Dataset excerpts
# # # # #

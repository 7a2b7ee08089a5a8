//! In-memory persistence collaborator
//!
//! `MemoryStore` is a reference implementation of [`Persistence`]:
//! - DashMap of committed records (lock-free reads)
//! - Per-type validators that veto saves instead of raising
//! - Snapshot-on-first-read transactions with buffered writes
//! - Optimistic-lock touch with first-committer-wins validation at commit
//!
//! # Commit Sequence
//!
//! ```text
//! 1. Acquire the commit lock
//! 2. For every touched entity: committed counter must equal the observed one
//! 3. IF any mismatch: discard everything, return StaleVersion
//! 4. Apply buffered writes
//! 5. Release the commit lock
//! ```

use crate::txn::{MemoryTxn, TouchRecord};
use chrono::Utc;
use concord_core::{ConcordError, ConcordResult, EntityId, EntityType, Persistence, Record};
use dashmap::DashMap;
use parking_lot::{Mutex, RwLock};
use rustc_hash::FxHashMap;
use std::sync::atomic::{AtomicU64, Ordering};
use std::sync::Arc;
use tracing::{debug, warn};

/// Validation callback: `Err(reason)` vetoes the save
pub type Validator = Arc<dyn Fn(&Record) -> Result<(), String> + Send + Sync>;

/// Snapshot of store counters
#[derive(Debug, Clone, Copy, PartialEq, Eq, Default)]
pub struct StoreStats {
    /// Transactions committed
    pub commits: u64,
    /// Transactions rolled back (explicitly or by failed commit)
    pub rollbacks: u64,
    /// Writes buffered by `save`
    pub writes: u64,
    /// Saves rejected by a validator
    pub vetoes: u64,
    /// Successful lock-counter touches
    pub touches: u64,
}

/// Thread-safe in-memory record store
pub struct MemoryStore {
    records: DashMap<EntityId, Record>,
    validators: RwLock<FxHashMap<EntityType, Vec<Validator>>>,
    /// Serializes commit validation + application
    commit_lock: Mutex<()>,
    next_txn_id: AtomicU64,
    commits: AtomicU64,
    rollbacks: AtomicU64,
    writes: AtomicU64,
    vetoes: AtomicU64,
    touches: AtomicU64,
}

impl MemoryStore {
    /// Create an empty store
    pub fn new() -> Self {
        Self {
            records: DashMap::new(),
            validators: RwLock::new(FxHashMap::default()),
            commit_lock: Mutex::new(()),
            next_txn_id: AtomicU64::new(1),
            commits: AtomicU64::new(0),
            rollbacks: AtomicU64::new(0),
            writes: AtomicU64::new(0),
            vetoes: AtomicU64::new(0),
            touches: AtomicU64::new(0),
        }
    }

    /// Register a validator for an entity type
    ///
    /// Validators run in registration order on every `save` of that type.
    pub fn add_validator<F>(&self, entity_type: EntityType, validator: F)
    where
        F: Fn(&Record) -> Result<(), String> + Send + Sync + 'static,
    {
        self.validators
            .write()
            .entry(entity_type)
            .or_default()
            .push(Arc::new(validator));
    }

    /// Write a record directly, outside any transaction
    ///
    /// Intended for fixtures. Skips validation. Returns the record's identity.
    pub fn seed(&self, mut record: Record) -> EntityId {
        let id = record.ensure_id();
        self.records.insert(id, record);
        id
    }

    /// Read the committed state of a record
    pub fn get(&self, id: &EntityId) -> Option<Record> {
        self.records.get(id).map(|r| r.value().clone())
    }

    /// Number of committed records
    pub fn len(&self) -> usize {
        self.records.len()
    }

    /// Whether the store holds no records
    pub fn is_empty(&self) -> bool {
        self.records.is_empty()
    }

    /// Counter snapshot
    pub fn stats(&self) -> StoreStats {
        StoreStats {
            commits: self.commits.load(Ordering::Relaxed),
            rollbacks: self.rollbacks.load(Ordering::Relaxed),
            writes: self.writes.load(Ordering::Relaxed),
            vetoes: self.vetoes.load(Ordering::Relaxed),
            touches: self.touches.load(Ordering::Relaxed),
        }
    }

    fn validate(&self, record: &Record) -> Result<(), String> {
        let validators = match self.validators.read().get(&record.entity_type()) {
            Some(list) => list.clone(),
            None => return Ok(()),
        };
        validators.iter().try_for_each(|v| v(record))
    }

    /// The record as `txn` sees it, pinning the committed version on first read
    fn view(&self, txn: &mut MemoryTxn, id: &EntityId) -> Option<Record> {
        if let Some(local) = txn.local_view(id) {
            return local.cloned();
        }
        let committed = self.get(id);
        txn.snapshot.insert(*id, committed.clone());
        committed
    }

    fn committed_counter(&self, id: &EntityId, lock_attribute: &str) -> i64 {
        self.records
            .get(id)
            .and_then(|r| r.int(lock_attribute))
            .unwrap_or(0)
    }
}

impl Default for MemoryStore {
    fn default() -> Self {
        Self::new()
    }
}

impl Persistence for MemoryStore {
    type Txn = MemoryTxn;

    fn begin(&self) -> ConcordResult<MemoryTxn> {
        let txn_id = self.next_txn_id.fetch_add(1, Ordering::Relaxed);
        debug!(target: "concord::store", txn_id, "Transaction started");
        Ok(MemoryTxn::new(txn_id))
    }

    fn commit(&self, txn: MemoryTxn) -> ConcordResult<()> {
        let txn_id = txn.txn_id();
        let _guard = self.commit_lock.lock();

        for (id, touch) in &txn.touched {
            let found = self.committed_counter(id, &touch.lock_attribute);
            if found != touch.observed {
                self.rollbacks.fetch_add(1, Ordering::Relaxed);
                warn!(
                    target: "concord::store",
                    txn_id,
                    entity = %id,
                    expected = touch.observed,
                    found,
                    "Commit rejected: lock counter advanced concurrently"
                );
                return Err(ConcordError::StaleVersion {
                    entity: *id,
                    expected: touch.observed,
                    found,
                });
            }
        }

        let applied = txn.writes.len();
        for (id, record) in txn.writes {
            self.records.insert(id, record);
        }
        self.commits.fetch_add(1, Ordering::Relaxed);
        debug!(target: "concord::store", txn_id, applied, "Transaction committed");
        Ok(())
    }

    fn rollback(&self, txn: MemoryTxn) {
        self.rollbacks.fetch_add(1, Ordering::Relaxed);
        debug!(
            target: "concord::store",
            txn_id = txn.txn_id(),
            discarded = txn.pending_writes(),
            "Transaction rolled back"
        );
    }

    fn load(&self, txn: &mut MemoryTxn, id: &EntityId) -> ConcordResult<Option<Record>> {
        Ok(self.view(txn, id))
    }

    fn save(&self, txn: &mut MemoryTxn, record: &mut Record) -> ConcordResult<bool> {
        if let Err(reason) = self.validate(record) {
            self.vetoes.fetch_add(1, Ordering::Relaxed);
            debug!(
                target: "concord::store",
                txn_id = txn.txn_id(),
                entity = %record.entity_ref(),
                %reason,
                "Save vetoed by validation"
            );
            return Ok(false);
        }

        let id = record.ensure_id();
        // Pin the pre-write committed state so touches compare against it.
        self.view(txn, &id);
        txn.writes.insert(id, record.clone());
        self.writes.fetch_add(1, Ordering::Relaxed);
        Ok(true)
    }

    fn touch(
        &self,
        txn: &mut MemoryTxn,
        id: &EntityId,
        lock_attribute: &str,
        timestamp_attribute: &str,
    ) -> ConcordResult<i64> {
        let mut record = self
            .view(txn, id)
            .ok_or(ConcordError::EntityNotFound(*id))?;

        let current = record
            .int(lock_attribute)
            .or_else(|| {
                txn.snapshot
                    .get(id)
                    .and_then(|s| s.as_ref())
                    .and_then(|s| s.int(lock_attribute))
            })
            .unwrap_or(0);
        let observed = match txn.touched.get(id) {
            Some(previous) => previous.observed,
            None => current,
        };

        let found = self.committed_counter(id, lock_attribute);
        if found != observed {
            return Err(ConcordError::StaleVersion {
                entity: *id,
                expected: observed,
                found,
            });
        }

        let next = current + 1;
        record.set(lock_attribute, next);
        record.set(timestamp_attribute, Utc::now());
        txn.writes.insert(*id, record);
        txn.touched.entry(*id).or_insert(TouchRecord {
            lock_attribute: lock_attribute.to_string(),
            observed,
        });
        self.touches.fetch_add(1, Ordering::Relaxed);
        Ok(next)
    }
}
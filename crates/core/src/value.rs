//! Attribute values stored on records
//!
//! A trimmed-down value model: the attribute kinds a mediated entity graph
//! needs (scalars, references to other entities, and timestamps for
//! optimistic-lock touches).
//!
//! Different variants are never equal: `Int(1) != Float(1.0)`.

use crate::types::EntityId;
use chrono::{DateTime, Utc};
use serde::{Deserialize, Serialize};

/// Attribute value
#[derive(Debug, Clone, PartialEq, Serialize, Deserialize)]
pub enum Value {
    /// Null value
    Null,
    /// Boolean value
    Bool(bool),
    /// 64-bit signed integer (lock counters use this)
    Int(i64),
    /// 64-bit floating point (IEEE-754)
    Float(f64),
    /// UTF-8 string
    String(String),
    /// Reference to another entity
    Ref(EntityId),
    /// Point in time (last-modified attributes use this)
    Timestamp(DateTime<Utc>),
}

impl Value {
    /// Returns the integer if this is `Int`
    pub fn as_int(&self) -> Option<i64> {
        match self {
            Value::Int(v) => Some(*v),
            _ => None,
        }
    }

    /// Returns the float if this is `Float`
    pub fn as_float(&self) -> Option<f64> {
        match self {
            Value::Float(v) => Some(*v),
            _ => None,
        }
    }

    /// Returns the bool if this is `Bool`
    pub fn as_bool(&self) -> Option<bool> {
        match self {
            Value::Bool(v) => Some(*v),
            _ => None,
        }
    }

    /// Returns the string slice if this is `String`
    pub fn as_str(&self) -> Option<&str> {
        match self {
            Value::String(v) => Some(v),
            _ => None,
        }
    }

    /// Returns the referenced identity if this is `Ref`
    pub fn as_ref_id(&self) -> Option<EntityId> {
        match self {
            Value::Ref(id) => Some(*id),
            _ => None,
        }
    }

    /// Returns the timestamp if this is `Timestamp`
    pub fn as_timestamp(&self) -> Option<DateTime<Utc>> {
        match self {
            Value::Timestamp(ts) => Some(*ts),
            _ => None,
        }
    }

    /// Check if this is `Null`
    pub fn is_null(&self) -> bool {
        matches!(self, Value::Null)
    }

    /// Name of the variant, for error messages
    pub fn type_name(&self) -> &'static str {
        match self {
            Value::Null => "Null",
            Value::Bool(_) => "Bool",
            Value::Int(_) => "Int",
            Value::Float(_) => "Float",
            Value::String(_) => "String",
            Value::Ref(_) => "Ref",
            Value::Timestamp(_) => "Timestamp",
        }
    }
}

impl From<i64> for Value {
    fn from(v: i64) -> Self {
        Value::Int(v)
    }
}

impl From<i32> for Value {
    fn from(v: i32) -> Self {
        Value::Int(i64::from(v))
    }
}

impl From<f64> for Value {
    fn from(v: f64) -> Self {
        Value::Float(v)
    }
}

impl From<bool> for Value {
    fn from(v: bool) -> Self {
        Value::Bool(v)
    }
}

impl From<&str> for Value {
    fn from(v: &str) -> Self {
        Value::String(v.to_string())
    }
}

impl From<String> for Value {
    fn from(v: String) -> Self {
        Value::String(v)
    }
}

impl From<EntityId> for Value {
    fn from(id: EntityId) -> Self {
        Value::Ref(id)
    }
}

impl From<DateTime<Utc>> for Value {
    fn from(ts: DateTime<Utc>) -> Self {
        Value::Timestamp(ts)
    }
}
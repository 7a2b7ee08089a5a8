//! Storage layer for Concord
//!
//! This crate implements the in-memory persistence collaborator with:
//! - MemoryStore: DashMap-backed committed records
//! - MemoryTxn: snapshot-on-first-read transactions with buffered writes
//! - Validators that veto saves instead of raising
//! - Optimistic-lock touch with first-committer-wins commit validation
//!
//! The mediation layer only depends on the `Persistence` trait; this store is
//! the implementation used by the engine's tests and by embedders that do not
//! bring their own.

#![warn(missing_docs)]
#![warn(clippy::all)]

pub mod store;
pub mod txn;

pub use store::{MemoryStore, StoreStats, Validator};
pub use txn::MemoryTxn;
//! Core identity types for Concord
//!
//! This module defines the foundational types:
//! - EntityId: Stable identity of a persistent entity
//! - EntityType: Static name of an entity type (e.g. `"Pen"`)
//! - EntityRef: Lightweight handle (type + optional identity)

use serde::{Deserialize, Serialize};
use std::fmt;
use uuid::Uuid;

/// Unique identifier for a persistent entity
///
/// An EntityId is a wrapper around a UUID v4. Records receive their identity
/// when constructed, so the identity is stable before the first save and every
/// mediation keyed on it sees the same value.
#[derive(Debug, Clone, Copy, PartialEq, Eq, Hash, PartialOrd, Ord, Serialize, Deserialize)]
pub struct EntityId(Uuid);

impl EntityId {
    /// Create a new random EntityId using UUID v4
    pub fn new() -> Self {
        Self(Uuid::new_v4())
    }

    /// Create an EntityId from raw bytes
    pub fn from_bytes(bytes: [u8; 16]) -> Self {
        Self(Uuid::from_bytes(bytes))
    }

    /// Create a deterministic EntityId from a number (useful for fixtures)
    pub fn from_u128(value: u128) -> Self {
        Self(Uuid::from_u128(value))
    }

    /// Parse an EntityId from a string representation
    ///
    /// Returns None if the string is not a valid UUID.
    pub fn from_string(s: &str) -> Option<Self> {
        Uuid::parse_str(s).ok().map(Self)
    }

    /// Get the raw bytes of this EntityId
    pub fn as_bytes(&self) -> &[u8; 16] {
        self.0.as_bytes()
    }
}

impl Default for EntityId {
    fn default() -> Self {
        Self::new()
    }
}

impl fmt::Display for EntityId {
    fn fmt(&self, f: &mut fmt::Formatter<'_>) -> fmt::Result {
        write!(f, "{}", self.0)
    }
}

/// Name of an entity type
///
/// Entity types are declared statically at registration time, so the name is
/// a `&'static str`. Two types are the same type iff their names are equal.
#[derive(Debug, Clone, Copy, PartialEq, Eq, Hash, PartialOrd, Ord)]
pub struct EntityType(&'static str);

impl EntityType {
    /// Declare an entity type by name
    pub const fn new(name: &'static str) -> Self {
        Self(name)
    }

    /// The type name
    pub const fn name(&self) -> &'static str {
        self.0
    }
}

impl fmt::Display for EntityType {
    fn fmt(&self, f: &mut fmt::Formatter<'_>) -> fmt::Result {
        f.write_str(self.0)
    }
}

/// Handle to an entity: its type and (possibly absent) identity
///
/// The coordinator and router key everything off `EntityRef`. An absent
/// identity means the entity has never been assigned one; such an entity
/// cannot be matched against an already-open mediation.
#[derive(Debug, Clone, Copy, PartialEq, Eq, Hash)]
pub struct EntityRef {
    /// Declared type of the entity
    pub entity_type: EntityType,
    /// Identity, if assigned
    pub id: Option<EntityId>,
}

impl EntityRef {
    /// Reference an entity with a known identity
    pub fn new(entity_type: EntityType, id: EntityId) -> Self {
        Self {
            entity_type,
            id: Some(id),
        }
    }

    /// Reference an entity that has no identity yet
    pub fn unidentified(entity_type: EntityType) -> Self {
        Self {
            entity_type,
            id: None,
        }
    }
}

impl fmt::Display for EntityRef {
    fn fmt(&self, f: &mut fmt::Formatter<'_>) -> fmt::Result {
        match self.id {
            Some(id) => write!(f, "{}#{}", self.entity_type, id),
            None => write!(f, "{}#<new>", self.entity_type),
        }
    }
}
//! Mediation coordinator
//!
//! Wraps a caller-supplied save in the mediation protocol:
//!
//! ```text
//! 1. Resolve the root key on the session's MediationState
//! 2. IF the key is already open: nested save, no phases, no bump
//! 3. ELSE open a context, begin (or join) a transaction, run the save
//!    - vetoed: skip everything, roll back if this mediation began the transaction
//!    - saved:  reconciliation → caching → version bump, then commit if owned
//!    - error:  roll back if owned, otherwise mark the shared transaction
//!              rollback-only; propagate unchanged
//! 4. Close the context on every exit path (including unwinding panics)
//! ```
//!
//! Reconciliation, caching and the bump therefore run exactly once per
//! outermost mediation of a root on one session.
//!
//! # Memory Ordering
//!
//! The metric counters use Relaxed ordering. They are observational only and
//! do not synchronize any other memory.

use crate::descriptor::Phase;
use crate::phase::PhaseRunner;
use crate::session::Session;
use concord_concurrency::{BumpOutcome, RootKey, VersionGuard};
use concord_core::{ConcordError, ConcordResult, EntityRef, Persistence, Versioning};
use std::panic::{self, AssertUnwindSafe};
use std::sync::atomic::{AtomicU64, Ordering};
use tracing::{debug, info, warn};

/// Drives mediations and counts their outcomes
#[derive(Debug, Default)]
pub struct MediationCoordinator {
    active_count: AtomicU64,
    total_started: AtomicU64,
    total_committed: AtomicU64,
    total_vetoed: AtomicU64,
    total_failed: AtomicU64,
    total_nested: AtomicU64,
}

impl MediationCoordinator {
    /// Create a coordinator with zeroed metrics
    pub fn new() -> Self {
        Self::default()
    }

    /// Run `save` under the mediation of `root`
    ///
    /// `save` returns `Ok(false)` to veto. The returned flag is the save's own
    /// result.
    ///
    /// # Errors
    ///
    /// - `NestingTooDeep` when the session exceeds the configured depth
    /// - any error from `save`, a phase operation, the bump or the commit,
    ///   unchanged
    pub fn mediate<'e, P, F>(
        &self,
        session: &mut Session<'e, P>,
        root: &EntityRef,
        save: F,
    ) -> ConcordResult<bool>
    where
        P: Persistence,
        F: FnOnce(&mut Session<'e, P>) -> ConcordResult<bool>,
    {
        let limit = session.engine().config().max_nesting_depth;
        if session.depth() >= limit {
            warn!(target: "concord::mediation", %root, depth = session.depth(), limit, "Nesting too deep");
            return Err(ConcordError::NestingTooDeep {
                depth: session.depth() + 1,
                limit,
            });
        }

        let key = session.state_mut().key_for(root);
        if session.state().is_open(&key) {
            self.total_nested.fetch_add(1, Ordering::Relaxed);
            debug!(target: "concord::mediation", %root, depth = session.depth(), "Nested save");
            session.enter();
            let result = save(&mut *session);
            session.leave();
            return result;
        }

        self.mediate_first_entry(session, key, root, save)
    }

    fn mediate_first_entry<'e, P, F>(
        &self,
        session: &mut Session<'e, P>,
        key: RootKey,
        root: &EntityRef,
        save: F,
    ) -> ConcordResult<bool>
    where
        P: Persistence,
        F: FnOnce(&mut Session<'e, P>) -> ConcordResult<bool>,
    {
        let owns_transaction = !session.in_transaction();
        if owns_transaction {
            session.begin_transaction()?;
        }
        let opened = session
            .state_mut()
            .open(key, *root, owns_transaction)
            .map(|_| ());
        if let Err(e) = opened {
            if owns_transaction {
                session.rollback_transaction();
            }
            return Err(e);
        }

        self.total_started.fetch_add(1, Ordering::Relaxed);
        self.active_count.fetch_add(1, Ordering::Relaxed);
        debug!(target: "concord::mediation", %root, owns_transaction, "Mediation opened");

        let depth_at_entry = session.depth();
        session.enter();
        let result = panic::catch_unwind(AssertUnwindSafe(|| {
            Self::run_protocol(session, &key, root, save)
        }));
        session.reset_depth(depth_at_entry);
        session.state_mut().close(&key);
        self.active_count.fetch_sub(1, Ordering::Relaxed);
        debug!(target: "concord::mediation", %root, "Mediation closed");

        let outcome = match result {
            Ok(outcome) => outcome,
            Err(payload) => {
                if owns_transaction {
                    session.rollback_transaction();
                } else {
                    session.mark_rollback_only(ConcordError::internal(format!(
                        "mediation of {root} panicked"
                    )));
                }
                self.total_failed.fetch_add(1, Ordering::Relaxed);
                warn!(target: "concord::mediation", %root, "Mediation unwound by panic");
                panic::resume_unwind(payload);
            }
        };

        match outcome {
            Ok(true) => {
                if owns_transaction {
                    if let Err(e) = session.commit_transaction() {
                        self.total_failed.fetch_add(1, Ordering::Relaxed);
                        warn!(target: "concord::mediation", %root, error = %e, "Mediation commit failed");
                        return Err(e);
                    }
                }
                self.total_committed.fetch_add(1, Ordering::Relaxed);
                info!(target: "concord::mediation", %root, owns_transaction, "Mediation completed");
                Ok(true)
            }
            Ok(false) => {
                if owns_transaction {
                    session.rollback_transaction();
                }
                self.total_vetoed.fetch_add(1, Ordering::Relaxed);
                warn!(target: "concord::mediation", %root, "Save vetoed; phases skipped");
                Ok(false)
            }
            Err(e) => {
                if owns_transaction {
                    session.rollback_transaction();
                } else {
                    session.mark_rollback_only(e.clone());
                }
                self.total_failed.fetch_add(1, Ordering::Relaxed);
                warn!(target: "concord::mediation", %root, error = %e, "Mediation aborted");
                Err(e)
            }
        }
    }

    /// Save, then the phases and the bump, inside the open context
    fn run_protocol<'e, P, F>(
        session: &mut Session<'e, P>,
        key: &RootKey,
        root: &EntityRef,
        save: F,
    ) -> ConcordResult<bool>
    where
        P: Persistence,
        F: FnOnce(&mut Session<'e, P>) -> ConcordResult<bool>,
    {
        if !save(&mut *session)? {
            session.state_mut().mark_vetoed(key);
            return Ok(false);
        }

        let engine = session.engine();
        let Some(descriptor) = engine.registry().descriptor(root.entity_type) else {
            return Ok(true);
        };

        PhaseRunner::run(
            session,
            root,
            Phase::Reconciliation,
            descriptor.operations(Phase::Reconciliation),
        )?;
        PhaseRunner::run(
            session,
            root,
            Phase::Caching,
            descriptor.operations(Phase::Caching),
        )?;
        Self::bump(session, root, &descriptor.versioning())?;
        Ok(true)
    }

    fn bump<P: Persistence>(
        session: &mut Session<'_, P>,
        root: &EntityRef,
        versioning: &Versioning,
    ) -> ConcordResult<BumpOutcome> {
        let store = session.engine().store();
        let txn = session.transaction_mut()?;
        VersionGuard::bump(store, txn, root, versioning)
    }

    /// Snapshot of mediation counters
    pub fn metrics(&self) -> MediationMetrics {
        MediationMetrics {
            active_count: self.active_count.load(Ordering::Relaxed),
            total_started: self.total_started.load(Ordering::Relaxed),
            total_committed: self.total_committed.load(Ordering::Relaxed),
            total_vetoed: self.total_vetoed.load(Ordering::Relaxed),
            total_failed: self.total_failed.load(Ordering::Relaxed),
            total_nested: self.total_nested.load(Ordering::Relaxed),
        }
    }

    /// Mediations currently open across all sessions
    pub fn active_count(&self) -> u64 {
        self.active_count.load(Ordering::Relaxed)
    }
}

/// Mediation statistics
#[derive(Debug, Clone, Copy, PartialEq, Eq, Default)]
pub struct MediationMetrics {
    /// Mediations currently open
    pub active_count: u64,
    /// Outermost mediations started
    pub total_started: u64,
    /// Mediations whose save and phases succeeded
    pub total_committed: u64,
    /// Mediations whose save vetoed
    pub total_vetoed: u64,
    /// Mediations aborted by an error or panic
    pub total_failed: u64,
    /// Saves that joined an already-open mediation
    pub total_nested: u64,
}

impl MediationMetrics {
    /// Mediations that finished (committed + vetoed + failed)
    pub fn total_completed(&self) -> u64 {
        self.total_committed + self.total_vetoed + self.total_failed
    }
}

# # # # #

Problem to work on = Out of the records, collect only those lines that contain the string "Some".

Output =
            Some(list) => list.clone(),
        if let Some(local) = txn.local_view(id) {
            Some(previous) => previous.observed,
            Value::Int(v) => Some(*v),
            Value::Float(v) => Some(*v),
            Value::Bool(v) => Some(*v),
            Value::String(v) => Some(v),
            Value::Ref(id) => Some(*id),
            Value::Timestamp(ts) => Some(*ts),
            id: Some(id),
            Some(id) => write!(f, "{}#{}", self.entity_type, id),
        let Some(descriptor) = engine.registry().descriptor(root.entity_type) else {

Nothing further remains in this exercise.